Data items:
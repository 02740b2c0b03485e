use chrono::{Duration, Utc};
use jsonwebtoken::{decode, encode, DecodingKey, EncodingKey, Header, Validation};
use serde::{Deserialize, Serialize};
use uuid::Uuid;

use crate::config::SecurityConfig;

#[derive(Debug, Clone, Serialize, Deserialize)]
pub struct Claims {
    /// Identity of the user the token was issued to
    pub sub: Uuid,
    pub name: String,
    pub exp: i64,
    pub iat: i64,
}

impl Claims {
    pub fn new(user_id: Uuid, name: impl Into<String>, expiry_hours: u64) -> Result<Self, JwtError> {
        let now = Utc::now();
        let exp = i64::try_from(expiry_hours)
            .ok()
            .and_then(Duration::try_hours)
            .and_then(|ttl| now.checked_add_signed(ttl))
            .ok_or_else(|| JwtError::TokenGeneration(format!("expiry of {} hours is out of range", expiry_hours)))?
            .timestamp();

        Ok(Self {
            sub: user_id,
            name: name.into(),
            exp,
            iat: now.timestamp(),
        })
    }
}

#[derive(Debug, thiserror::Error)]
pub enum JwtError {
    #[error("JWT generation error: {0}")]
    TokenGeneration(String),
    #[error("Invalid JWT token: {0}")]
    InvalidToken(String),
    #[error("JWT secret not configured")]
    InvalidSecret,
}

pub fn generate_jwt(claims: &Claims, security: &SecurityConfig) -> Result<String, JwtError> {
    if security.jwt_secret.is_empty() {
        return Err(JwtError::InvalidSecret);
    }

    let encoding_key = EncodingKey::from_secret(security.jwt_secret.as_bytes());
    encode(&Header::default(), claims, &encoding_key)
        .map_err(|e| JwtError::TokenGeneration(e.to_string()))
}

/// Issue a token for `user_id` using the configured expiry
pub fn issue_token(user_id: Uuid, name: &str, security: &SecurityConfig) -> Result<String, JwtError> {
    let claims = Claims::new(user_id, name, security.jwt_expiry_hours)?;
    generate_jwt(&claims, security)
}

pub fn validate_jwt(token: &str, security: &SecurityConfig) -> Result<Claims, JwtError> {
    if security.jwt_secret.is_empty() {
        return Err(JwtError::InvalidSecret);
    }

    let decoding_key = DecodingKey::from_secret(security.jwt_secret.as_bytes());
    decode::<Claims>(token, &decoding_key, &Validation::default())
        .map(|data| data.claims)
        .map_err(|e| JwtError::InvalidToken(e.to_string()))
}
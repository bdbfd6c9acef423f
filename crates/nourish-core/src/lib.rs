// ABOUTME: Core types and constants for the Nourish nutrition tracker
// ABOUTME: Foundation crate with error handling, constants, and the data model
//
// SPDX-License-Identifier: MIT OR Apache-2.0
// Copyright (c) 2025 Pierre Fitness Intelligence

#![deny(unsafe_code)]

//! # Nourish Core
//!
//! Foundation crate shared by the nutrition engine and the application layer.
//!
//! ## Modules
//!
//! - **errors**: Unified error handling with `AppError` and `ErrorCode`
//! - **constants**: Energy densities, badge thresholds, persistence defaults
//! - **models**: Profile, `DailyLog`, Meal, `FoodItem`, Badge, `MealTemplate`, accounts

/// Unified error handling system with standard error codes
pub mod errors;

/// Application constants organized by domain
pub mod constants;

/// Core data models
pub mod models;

**Exercise goal**:
Your answer should be the full set of records, printed exactly.

**Answer section**:
repository 02740b2c0b03485e
use chrono::{Duration, Utc};
use jsonwebtoken::{decode, encode, DecodingKey, EncodingKey, Header, Validation};
use serde::{Deserialize, Serialize};
use uuid::Uuid;

use crate::config::SecurityConfig;

#[derive(Debug, Clone, Serialize, Deserialize)]
pub struct Claims {
    /// Identity of the user the token was issued to
    pub sub: Uuid,
    pub name: String,
    pub exp: i64,
    pub iat: i64,
}

impl Claims {
    pub fn new(user_id: Uuid, name: impl Into<String>, expiry_hours: u64) -> Result<Self, JwtError> {
        let now = Utc::now();
        let exp = i64::try_from(expiry_hours)
            .ok()
            .and_then(Duration::try_hours)
            .and_then(|ttl| now.checked_add_signed(ttl))
            .ok_or_else(|| JwtError::TokenGeneration(format!("expiry of {} hours is out of range", expiry_hours)))?
            .timestamp();

        Ok(Self {
            sub: user_id,
            name: name.into(),
            exp,
            iat: now.timestamp(),
        })
    }
}

#[derive(Debug, thiserror::Error)]
pub enum JwtError {
    #[error("JWT generation error: {0}")]
    TokenGeneration(String),
    #[error("Invalid JWT token: {0}")]
    InvalidToken(String),
    #[error("JWT secret not configured")]
    InvalidSecret,
}

pub fn generate_jwt(claims: &Claims, security: &SecurityConfig) -> Result<String, JwtError> {
    if security.jwt_secret.is_empty() {
        return Err(JwtError::InvalidSecret);
    }

    let encoding_key = EncodingKey::from_secret(security.jwt_secret.as_bytes());
    encode(&Header::default(), claims, &encoding_key)
        .map_err(|e| JwtError::TokenGeneration(e.to_string()))
}

/// Issue a token for `user_id` using the configured expiry
pub fn issue_token(user_id: Uuid, name: &str, security: &SecurityConfig) -> Result<String, JwtError> {
    let claims = Claims::new(user_id, name, security.jwt_expiry_hours)?;
    generate_jwt(&claims, security)
}

pub fn validate_jwt(token: &str, security: &SecurityConfig) -> Result<Claims, JwtError> {
    if security.jwt_secret.is_empty() {
        return Err(JwtError::InvalidSecret);
    }

    let decoding_key = DecodingKey::from_secret(security.jwt_secret.as_bytes());
    decode::<Claims>(token, &decoding_key, &Validation::default())
        .map(|data| data.claims)
        .map_err(|e| JwtError::InvalidToken(e.to_string()))
}
repository bdbfd6c9acef423f
filename crates/nourish-core/src/lib.rs
// ABOUTME: Core types and constants for the Nourish nutrition tracker
// ABOUTME: Foundation crate with error handling, constants, and the data model
//
// SPDX-License-Identifier: MIT OR Apache-2.0
// Copyright (c) 2025 Pierre Fitness Intelligence

#![deny(unsafe_code)]

//! # Nourish Core
//!
//! Foundation crate shared by the nutrition engine and the application layer.
//!
//! ## Modules
//!
//! - **errors**: Unified error handling with `AppError` and `ErrorCode`
//! - **constants**: Energy densities, badge thresholds, persistence defaults
//! - **models**: Profile, `DailyLog`, Meal, `FoodItem`, Badge, `MealTemplate`, accounts

/// Unified error handling system with standard error codes
pub mod errors;

/// Application constants organized by domain
pub mod constants;

/// Core data models
pub mod models;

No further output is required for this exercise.